Un huésped reserva en la web del grupo, ve un precio y una promoción concretas. Llama al hotel para confirmar un detalle, y la persona que atiende el teléfono le da una información ligeramente distinta. No es que nadie mienta. Es que la sede central y cada propiedad están, en ese momento, mirando información que no acaba de coincidir.
Cuando una marca no es un hotel, sino muchos
Un grupo hotelero con varias marcas o decenas de propiedades tiene un reto que un hotel independiente no tiene: mantener una historia de marca coherente cuando esa historia la cuentan, cada día, decenas de equipos distintos, en ciudades distintas, con sistemas de gestión que no siempre están tan conectados entre sí como debería parecer desde fuera.
La comunicación entre sede y cada propiedad debería fluir con precisión y a tiempo. En la práctica, es habitual que se produzcan retrasos o errores en esa transmisión — una promoción que se activa en la web antes de que cada hotel esté preparado para cumplirla, una tarifa que cambia en un sistema pero tarda en reflejarse en otro, un mensaje de marca que llega distinto según qué persona lo reciba y lo interprete.
El problema no es de comunicación, es de sistema
Es tentador pensar que esto se resuelve con más reuniones, más newsletters internas, más recordatorios. Pero el problema de fondo no es que la gente no se comunique lo suficiente — es que no existe un único lugar donde la información de marca, precios y campañas viva de forma que cada propiedad la consulte desde la misma fuente, en lugar de recibirla filtrada por distintos canales que no siempre llegan al mismo tiempo ni con el mismo detalle.
Esta fragmentación se nota más cuanto más crece el grupo. Con dos o tres hoteles, es manejable a base de buena voluntad y comunicación directa. Con treinta, cincuenta o cien propiedades, la buena voluntad ya no basta — hace falta un sistema que sostenga la coherencia sin depender de que cada persona, en cada hotel, recuerde correctamente lo último que se comunicó.

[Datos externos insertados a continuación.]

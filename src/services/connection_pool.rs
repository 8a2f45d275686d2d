use std::collections::HashMap;
use std::sync::Arc;

use tokio::sync::RwLock;

use crate::api::middleware::AppError;
use crate::models::StoreConfig;
use crate::services::database::{ConnectionProvider, SqlConnection};

/// Registry key: store identity plus the database the connection is bound to
type RegistryKey = (String, String);

/// Connection registry owned by a query service.
///
/// Keeps one live connection per (store, database). A connection is closed when
/// it is evicted or when the registry is shut down.
pub struct ConnectionRegistry {
    entries: Arc<RwLock<HashMap<RegistryKey, Arc<dyn SqlConnection>>>>,
}

impl ConnectionRegistry {
    pub fn new() -> Self {
        Self {
            entries: Arc::new(RwLock::new(HashMap::new())),
        }
    }

    fn key(store: &StoreConfig, database: &str) -> RegistryKey {
        (store.name.clone(), database.to_string())
    }

    /// Get the cached connection for (`store`, `database`) or open a new one
    /// This method is safe to call concurrently from multiple tasks
    pub async fn get_or_connect(
        &self,
        store: &StoreConfig,
        database: &str,
        provider: &dyn ConnectionProvider,
    ) -> Result<Arc<dyn SqlConnection>, AppError> {
        let key = Self::key(store, database);

        // Fast path: cache hit under the read lock
        {
            let entries = self.entries.read().await;
            if let Some(conn) = entries.get(&key) {
                tracing::debug!("Using cached connection for store {:?} database {:?}", store.name, database);
                return Ok(conn.clone());
            }
        }

        let mut entries = self.entries.write().await;

        // Double-check in case another task connected while we were waiting
        if let Some(conn) = entries.get(&key) {
            tracing::debug!("Connection opened by another task for store {:?}", store.name);
            return Ok(conn.clone());
        }

        tracing::info!(
            "Opening connection to {} ({}) database {:?} for store {:?}",
            mask_credentials(&store.url),
            store.driver,
            database,
            store.name
        );

        let conn = provider.connect(store, database).await.map_err(|e| {
            tracing::error!("Failed to connect store {:?}: {}", store.name, e);
            e
        })?;
        entries.insert(key, conn.clone());

        Ok(conn)
    }

    /// Drop and close the connection of (`store_name`, `database`)
    pub async fn evict(&self, store_name: &str, database: &str) -> bool {
        let removed = self
            .entries
            .write()
            .await
            .remove(&(store_name.to_string(), database.to_string()));

        match removed {
            Some(conn) => {
                tracing::info!("Evicted connection of store {:?} database {:?}", store_name, database);
                conn.close().await;
                true
            }
            None => false,
        }
    }

    /// Close every cached connection
    pub async fn close_all(&self) {
        let drained: Vec<(RegistryKey, Arc<dyn SqlConnection>)> = self.entries.write().await.drain().collect();
        for ((store_name, database), conn) in drained {
            tracing::info!("Closing connection of store {:?} database {:?}", store_name, database);
            conn.close().await;
        }
    }

    /// Number of cached connections
    pub async fn len(&self) -> usize {
        self.entries.read().await.len()
    }

    pub async fn is_empty(&self) -> bool {
        self.len().await == 0
    }
}

impl Default for ConnectionRegistry {
    fn default() -> Self {
        Self::new()
    }
}

/// Mask credentials in a store URL for safe logging
pub fn mask_credentials(url: &str) -> String {
    match url::Url::parse(url) {
        Ok(parsed_url) if parsed_url.has_host() => {
            let mut masked = parsed_url.clone();
            if parsed_url.password().is_some() {
                let _ = masked.set_password(Some("***"));
            }
            masked.to_string()
        }
        // host:port style addresses carry no credentials
        _ => match url.rsplit_once('@') {
            Some((_, address)) => format!("***@{}", address),
            None => url.to_string(),
        },
    }
}
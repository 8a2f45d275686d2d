// Driver layer: one `SqlConnection` implementation per supported dialect
pub mod adapter;
pub mod mysql;
pub mod postgresql;
pub mod sqlite;
pub mod tdengine;

#[cfg(test)]
pub mod mock;

pub use adapter::{BoxedCursor, ColumnDescriptor, ColumnValue, RowCursor, SqlConnection};
pub use mysql::MySqlConnection;
pub use postgresql::PostgresConnection;
pub use sqlite::SqliteConnection;
pub use tdengine::TDengineConnection;

use std::sync::Arc;

use crate::api::middleware::AppError;
use crate::models::StoreConfig;
use crate::services::dialect::Dialect;

/// Opens dialect-bound connections for a store
#[async_trait::async_trait]
pub trait ConnectionProvider: Send + Sync {
    async fn connect(
        &self,
        store: &StoreConfig,
        database: &str,
    ) -> Result<Arc<dyn SqlConnection>, AppError>;
}

/// Provider backed by the real database drivers
#[derive(Debug, Clone)]
pub struct DriverConnector {
    max_pool_size: usize,
}

impl DriverConnector {
    pub fn new(max_pool_size: usize) -> Self {
        Self {
            max_pool_size: max_pool_size.max(1),
        }
    }
}

impl Default for DriverConnector {
    fn default() -> Self {
        Self::new(16)
    }
}

#[async_trait::async_trait]
impl ConnectionProvider for DriverConnector {
    async fn connect(
        &self,
        store: &StoreConfig,
        database: &str,
    ) -> Result<Arc<dyn SqlConnection>, AppError> {
        let dialect: Dialect = store.driver.parse()?;

        let conn: Arc<dyn SqlConnection> = match dialect {
            Dialect::MySql => Arc::new(MySqlConnection::connect(store, database, self.max_pool_size).await?),
            Dialect::Postgres => {
                Arc::new(PostgresConnection::connect(store, database, self.max_pool_size).await?)
            }
            Dialect::Sqlite => Arc::new(SqliteConnection::open(store, database)?),
            Dialect::TDengine => Arc::new(TDengineConnection::connect(store, database).await?),
        };

        Ok(conn)
    }
}
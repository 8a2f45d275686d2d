use axum::{
    routing::{get, post},
    Router,
};
use std::sync::Arc;
use tower_http::cors::CorsLayer;
use tower_http::trace::TraceLayer;

use crate::api::handlers::{query, AppState};
use crate::config::Config;
use crate::services::QueryService;

/// Create router with application state
pub fn create_router_with_state(query_service: Arc<QueryService>, config: Config) -> Router {
    let state = AppState {
        config,
        query_service,
    };

    Router::new()
        .route("/health", get(health_check))
        .route("/api/query", post(query::execute_query))
        .route("/api/verify", get(query::verify))
        .layer(TraceLayer::new_for_http())
        .layer(CorsLayer::permissive())
        .with_state(state)
}

/// Health check endpoint
async fn health_check() -> &'static str {
    "OK"
}
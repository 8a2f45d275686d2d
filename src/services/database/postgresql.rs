// PostgreSQL connection using a deadpool-postgres pool
use std::error::Error;
use std::net::{Ipv4Addr, Ipv6Addr};

use chrono::{DateTime, FixedOffset, NaiveDate, NaiveDateTime, NaiveTime, TimeZone, Utc};
use deadpool_postgres::{Config as PoolConfig, ManagerConfig, Object, Pool, RecyclingMethod, Runtime};
use tokio_postgres::types::{FromSql, FromSqlOwned, Type};
use tokio_postgres::{NoTls, Row, SimpleQueryMessage};

use crate::api::middleware::AppError;
use crate::models::StoreConfig;
use crate::services::database::adapter::{
    ArrayValue, BoxedCursor, BufferedCursor, ColumnDescriptor, ColumnValue, SqlConnection,
};
use crate::services::dialect::Dialect;

pub struct PostgresConnection {
    pool: Pool,
    database: String,
}

impl PostgresConnection {
    /// Create a pool for `database` and verify a client can be checked out
    pub async fn connect(store: &StoreConfig, database: &str, max_pool_size: usize) -> Result<Self, AppError> {
        let (host, port) = store.host_and_port(Dialect::Postgres);

        let mut cfg = PoolConfig::new();
        cfg.host = Some(host.clone());
        cfg.port = Some(port);
        cfg.user = Some(store.username.clone()).filter(|u| !u.is_empty());
        cfg.password = Some(store.password.clone()).filter(|p| !p.is_empty());
        cfg.dbname = Some(database.to_string()).filter(|d| !d.is_empty());
        cfg.manager = Some(ManagerConfig {
            recycling_method: RecyclingMethod::Fast,
        });

        let pool = cfg.create_pool(Some(Runtime::Tokio1), NoTls).map_err(|e| {
            tracing::error!("Failed to create connection pool: {}", e);
            AppError::Connection(format!("Failed to create connection pool: {}", e))
        })?;
        pool.resize(max_pool_size);

        let conn = Self {
            pool,
            database: database.to_string(),
        };
        conn.ping().await?;

        tracing::info!("Connected to PostgreSQL {}:{} database {:?}", host, port, database);
        Ok(conn)
    }

    async fn client(&self) -> Result<Object, AppError> {
        self.pool.get().await.map_err(|e| {
            AppError::Connection(format!(
                "Failed to get connection from pool for {:?}: {}",
                self.database, e
            ))
        })
    }
}

fn query_error(e: tokio_postgres::Error) -> AppError {
    let details = match e.as_db_error() {
        Some(db_error) => format!("Code: {}, Message: {}", db_error.code().code(), db_error.message()),
        None => e.to_string(),
    };
    AppError::Database(format!("Query execution failed: {}", details))
}

#[async_trait::async_trait]
impl SqlConnection for PostgresConnection {
    fn dialect(&self) -> Dialect {
        Dialect::Postgres
    }

    /// Prepared statements with no result columns are left to `execute`
    async fn fetch(&self, sql: &str) -> Result<Option<BoxedCursor>, AppError> {
        let client = self.client().await?;
        let statement = client.prepare(sql).await.map_err(query_error)?;
        if statement.columns().is_empty() {
            return Ok(None);
        }

        let columns = statement
            .columns()
            .iter()
            .map(|c| ColumnDescriptor::new(c.name(), c.type_().name()))
            .collect();
        let rows = client.query(&statement, &[]).await.map_err(query_error)?;

        Ok(Some(BufferedCursor::boxed(columns, rows, decode_row)))
    }

    /// Simple query protocol; every value arrives as text
    async fn execute(&self, sql: &str) -> Result<BoxedCursor, AppError> {
        let client = self.client().await?;
        let messages = client.simple_query(sql).await.map_err(query_error)?;

        let mut columns: Vec<ColumnDescriptor> = Vec::new();
        let mut rows = Vec::new();
        for message in messages {
            if let SimpleQueryMessage::Row(row) = message {
                if columns.is_empty() {
                    columns = row
                        .columns()
                        .iter()
                        .map(|c| ColumnDescriptor::new(c.name(), "text"))
                        .collect();
                }
                let values: Vec<ColumnValue> = (0..row.len())
                    .map(|idx| match row.get(idx) {
                        Some(text) => ColumnValue::Text(text.to_string()),
                        None => ColumnValue::Null,
                    })
                    .collect();
                rows.push(values);
            }
        }

        Ok(BufferedCursor::boxed(columns, rows, |_, row| Ok(row)))
    }

    async fn ping(&self) -> Result<(), AppError> {
        let client = self.client().await?;
        client
            .simple_query("SELECT 1")
            .await
            .map(|_| ())
            .map_err(|e| AppError::Connection(format!("PostgreSQL ping failed: {}", e)))
    }

    async fn close(&self) {
        self.pool.close();
    }
}

fn decode_row(_: &[ColumnDescriptor], row: Row) -> Result<Vec<ColumnValue>, AppError> {
    (0..row.len()).map(|idx| decode_value(&row, idx)).collect()
}

fn get<T: FromSqlOwned>(row: &Row, idx: usize) -> Result<Option<T>, AppError> {
    row.try_get::<_, Option<T>>(idx).map_err(|e| {
        AppError::Decode(format!("column {} could not be decoded: {}", row.columns()[idx].name(), e))
    })
}

fn or_null<T>(value: Option<T>, wrap: impl FnOnce(T) -> ColumnValue) -> ColumnValue {
    value.map(wrap).unwrap_or(ColumnValue::Null)
}

fn decode_value(row: &Row, idx: usize) -> Result<ColumnValue, AppError> {
    let ty = row.columns()[idx].type_().clone();

    let value = match ty {
        Type::BOOL => or_null(get::<bool>(row, idx)?, ColumnValue::Bool),
        Type::INT2 => or_null(get::<i16>(row, idx)?, |v| ColumnValue::Int(v as i64)),
        Type::INT4 => or_null(get::<i32>(row, idx)?, |v| ColumnValue::Int(v as i64)),
        Type::INT8 => or_null(get::<i64>(row, idx)?, ColumnValue::Int),
        Type::OID => or_null(get::<u32>(row, idx)?, |v| ColumnValue::UInt(v as u64)),
        Type::FLOAT4 => or_null(get::<f32>(row, idx)?, |v| ColumnValue::Float(v as f64)),
        Type::FLOAT8 => or_null(get::<f64>(row, idx)?, ColumnValue::Float),
        Type::TEXT | Type::VARCHAR | Type::BPCHAR | Type::NAME | Type::UNKNOWN => {
            or_null(get::<String>(row, idx)?, ColumnValue::Text)
        }
        Type::CHAR => or_null(get::<i8>(row, idx)?, |v| ColumnValue::Text(char::from(v as u8).to_string())),
        Type::UUID => or_null(get::<uuid::Uuid>(row, idx)?, |v| ColumnValue::Text(v.to_string())),
        Type::TIME => or_null(get::<NaiveTime>(row, idx)?, |v| ColumnValue::Text(v.to_string())),
        Type::NUMERIC | Type::INTERVAL | Type::TIMETZ | Type::INET | Type::CIDR => {
            or_null(get::<WireText>(row, idx)?, |v| ColumnValue::Text(v.0))
        }
        Type::BYTEA => or_null(get::<Vec<u8>>(row, idx)?, ColumnValue::Bytes),
        Type::TIMESTAMP => or_null(get::<NaiveDateTime>(row, idx)?, utc_timestamp),
        Type::TIMESTAMPTZ => or_null(get::<DateTime<Utc>>(row, idx)?, |ts| {
            ColumnValue::Timestamp(ts.fixed_offset())
        }),
        Type::DATE => or_null(get::<NaiveDate>(row, idx)?, |date| match date.and_hms_opt(0, 0, 0) {
            Some(naive) => utc_timestamp(naive),
            None => ColumnValue::Text(date.to_string()),
        }),
        Type::INT2_ARRAY => or_null(get::<Vec<i16>>(row, idx)?, |v| {
            ColumnValue::Array(ArrayValue::Int(v.into_iter().map(i64::from).collect()))
        }),
        Type::INT4_ARRAY => or_null(get::<Vec<i32>>(row, idx)?, |v| {
            ColumnValue::Array(ArrayValue::Int(v.into_iter().map(i64::from).collect()))
        }),
        Type::INT8_ARRAY => or_null(get::<Vec<i64>>(row, idx)?, |v| ColumnValue::Array(ArrayValue::Int(v))),
        Type::FLOAT4_ARRAY => or_null(get::<Vec<f32>>(row, idx)?, |v| {
            ColumnValue::Array(ArrayValue::Float(v.into_iter().map(f64::from).collect()))
        }),
        Type::FLOAT8_ARRAY => or_null(get::<Vec<f64>>(row, idx)?, |v| {
            ColumnValue::Array(ArrayValue::Float(v))
        }),
        Type::TEXT_ARRAY | Type::VARCHAR_ARRAY => {
            or_null(get::<Vec<String>>(row, idx)?, |v| ColumnValue::Array(ArrayValue::Text(v)))
        }
        Type::JSON | Type::JSONB => or_null(get::<serde_json::Value>(row, idx)?, |v| {
            ColumnValue::Text(v.to_string())
        }),
        other => ColumnValue::Unsupported(other.name().to_string()),
    };

    Ok(value)
}

fn utc_timestamp(naive: NaiveDateTime) -> ColumnValue {
    match FixedOffset::east_opt(0) {
        Some(offset) => ColumnValue::Timestamp(offset.from_utc_datetime(&naive)),
        None => ColumnValue::Text(naive.to_string()),
    }
}

type WireError = Box<dyn Error + Sync + Send>;

/// Server text rendering of types read from their binary wire format
struct WireText(String);

impl<'a> FromSql<'a> for WireText {
    fn from_sql(ty: &Type, raw: &'a [u8]) -> Result<Self, WireError> {
        let mut reader = WireReader(raw);
        let text = match *ty {
            Type::NUMERIC => numeric_text(&mut reader)?,
            Type::INTERVAL => interval_text(&mut reader)?,
            Type::TIMETZ => timetz_text(&mut reader)?,
            Type::INET | Type::CIDR => inet_text(&mut reader)?,
            _ => return Err(format!("no text rendering for {}", ty).into()),
        };
        Ok(WireText(text))
    }

    fn accepts(ty: &Type) -> bool {
        matches!(*ty, Type::NUMERIC | Type::INTERVAL | Type::TIMETZ | Type::INET | Type::CIDR)
    }
}

struct WireReader<'a>(&'a [u8]);

impl WireReader<'_> {
    fn take<const N: usize>(&mut self) -> Result<[u8; N], WireError> {
        if self.0.len() < N {
            return Err("value is shorter than its wire format".into());
        }
        let (head, rest) = self.0.split_at(N);
        self.0 = rest;
        let mut bytes = [0u8; N];
        bytes.copy_from_slice(head);
        Ok(bytes)
    }

    fn u8(&mut self) -> Result<u8, WireError> {
        Ok(u8::from_be_bytes(self.take()?))
    }

    fn i16(&mut self) -> Result<i16, WireError> {
        Ok(i16::from_be_bytes(self.take()?))
    }

    fn u16(&mut self) -> Result<u16, WireError> {
        Ok(u16::from_be_bytes(self.take()?))
    }

    fn i32(&mut self) -> Result<i32, WireError> {
        Ok(i32::from_be_bytes(self.take()?))
    }

    fn i64(&mut self) -> Result<i64, WireError> {
        Ok(i64::from_be_bytes(self.take()?))
    }
}

const NUMERIC_NEG: u16 = 0x4000;
const NUMERIC_NAN: u16 = 0xC000;
const NUMERIC_PINF: u16 = 0xD000;
const NUMERIC_NINF: u16 = 0xF000;

/// Base 10000 digits with a weight and display scale, rendered exactly
fn numeric_text(reader: &mut WireReader<'_>) -> Result<String, WireError> {
    let ndigits = reader.i16()?;
    let weight = i32::from(reader.i16()?);
    let sign = reader.u16()?;
    let scale = usize::from(reader.u16()?);
    match sign {
        NUMERIC_NAN => return Ok("NaN".to_string()),
        NUMERIC_PINF => return Ok("Infinity".to_string()),
        NUMERIC_NINF => return Ok("-Infinity".to_string()),
        _ => {}
    }

    let digits = (0..ndigits.max(0))
        .map(|_| reader.u16())
        .collect::<Result<Vec<u16>, _>>()?;
    let digit = |idx: i32| {
        usize::try_from(idx)
            .ok()
            .and_then(|idx| digits.get(idx).copied())
            .unwrap_or(0)
    };

    let mut text = String::new();
    if sign == NUMERIC_NEG {
        text.push('-');
    }
    if weight < 0 {
        text.push('0');
    } else {
        text.push_str(&digit(0).to_string());
        for idx in 1..=weight {
            text.push_str(&format!("{:04}", digit(idx)));
        }
    }

    if scale > 0 {
        let mut fraction = String::new();
        let mut idx = weight + 1;
        while fraction.len() < scale {
            fraction.push_str(&format!("{:04}", digit(idx)));
            idx += 1;
        }
        fraction.truncate(scale);
        text.push('.');
        text.push_str(&fraction);
    }
    Ok(text)
}

/// Months, days and microseconds in the server's default interval style
fn interval_text(reader: &mut WireReader<'_>) -> Result<String, WireError> {
    let micros = reader.i64()?;
    let days = reader.i32()?;
    let months = reader.i32()?;

    let mut parts = Vec::new();
    for (value, unit) in [(months / 12, "year"), (months % 12, "mon"), (days, "day")] {
        if value != 0 {
            let plural = if value.abs() == 1 { "" } else { "s" };
            parts.push(format!("{} {}{}", value, unit, plural));
        }
    }

    if micros != 0 || parts.is_empty() {
        let sign = if micros < 0 { "-" } else { "" };
        let total = micros.unsigned_abs();
        let (secs, fraction) = (total / 1_000_000, total % 1_000_000);
        let mut clock = format!("{}{:02}:{:02}:{:02}", sign, secs / 3600, secs / 60 % 60, secs % 60);
        if fraction != 0 {
            clock.push_str(format!(".{:06}", fraction).trim_end_matches('0'));
        }
        parts.push(clock);
    }
    Ok(parts.join(" "))
}

/// Time of day in microseconds plus a zone stored as seconds west of UTC
fn timetz_text(reader: &mut WireReader<'_>) -> Result<String, WireError> {
    let micros = reader.i64()?;
    let zone = reader.i32()?;

    let secs = u32::try_from(micros / 1_000_000)?;
    let nanos = u32::try_from(micros % 1_000_000 * 1_000)?;
    let time = NaiveTime::from_num_seconds_from_midnight_opt(secs, nanos).ok_or("time of day out of range")?;
    let offset = FixedOffset::west_opt(zone).ok_or("zone offset out of range")?;
    Ok(format!("{}{}", time.format("%H:%M:%S%.f"), offset))
}

const PGSQL_AF_INET: u8 = 2;
const PGSQL_AF_INET6: u8 = 3;

/// Address with its prefix length; host addresses of `inet` omit the prefix
fn inet_text(reader: &mut WireReader<'_>) -> Result<String, WireError> {
    let family = reader.u8()?;
    let bits = reader.u8()?;
    let is_cidr = reader.u8()? != 0;
    let _len = reader.u8()?;

    let (address, full) = match family {
        PGSQL_AF_INET => (Ipv4Addr::from(reader.take::<4>()?).to_string(), 32),
        PGSQL_AF_INET6 => (Ipv6Addr::from(reader.take::<16>()?).to_string(), 128),
        other => return Err(format!("unknown address family {}", other).into()),
    };

    if is_cidr || bits != full {
        Ok(format!("{}/{}", address, bits))
    } else {
        Ok(address)
    }
}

Dónde se nota más el coste
No siempre se nota en una queja formal del cliente. A veces se nota simplemente en la sensación de que la marca, vista desde fuera, no es tan sólida como debería — que un hotel de la cadena se siente distinto a otro, más allá de las diferencias razonables de ubicación o categoría. Esa sensación, aunque difícil de medir, es exactamente lo que erosiona la confianza que cuesta años construir.
Dónde entra la solución
No se trata de sustituir el sistema de gestión hotelera (PMS), el motor de reservas ni las herramientas de marketing que cada hotel o la central ya utilizan. Se trata de construir el canal único por el que la información de marca, precios y campañas llega a cada propiedad desde la misma fuente, con confirmación de que se ha recibido y aplicado — en lugar de asumir que llegó y descubrir la excepción cuando un huésped nota la diferencia.
Es la diferencia entre gestionar la coherencia de marca a base de confianza, y gestionarla a base de un sistema que la sostiene incluso cuando el grupo sigue creciendo.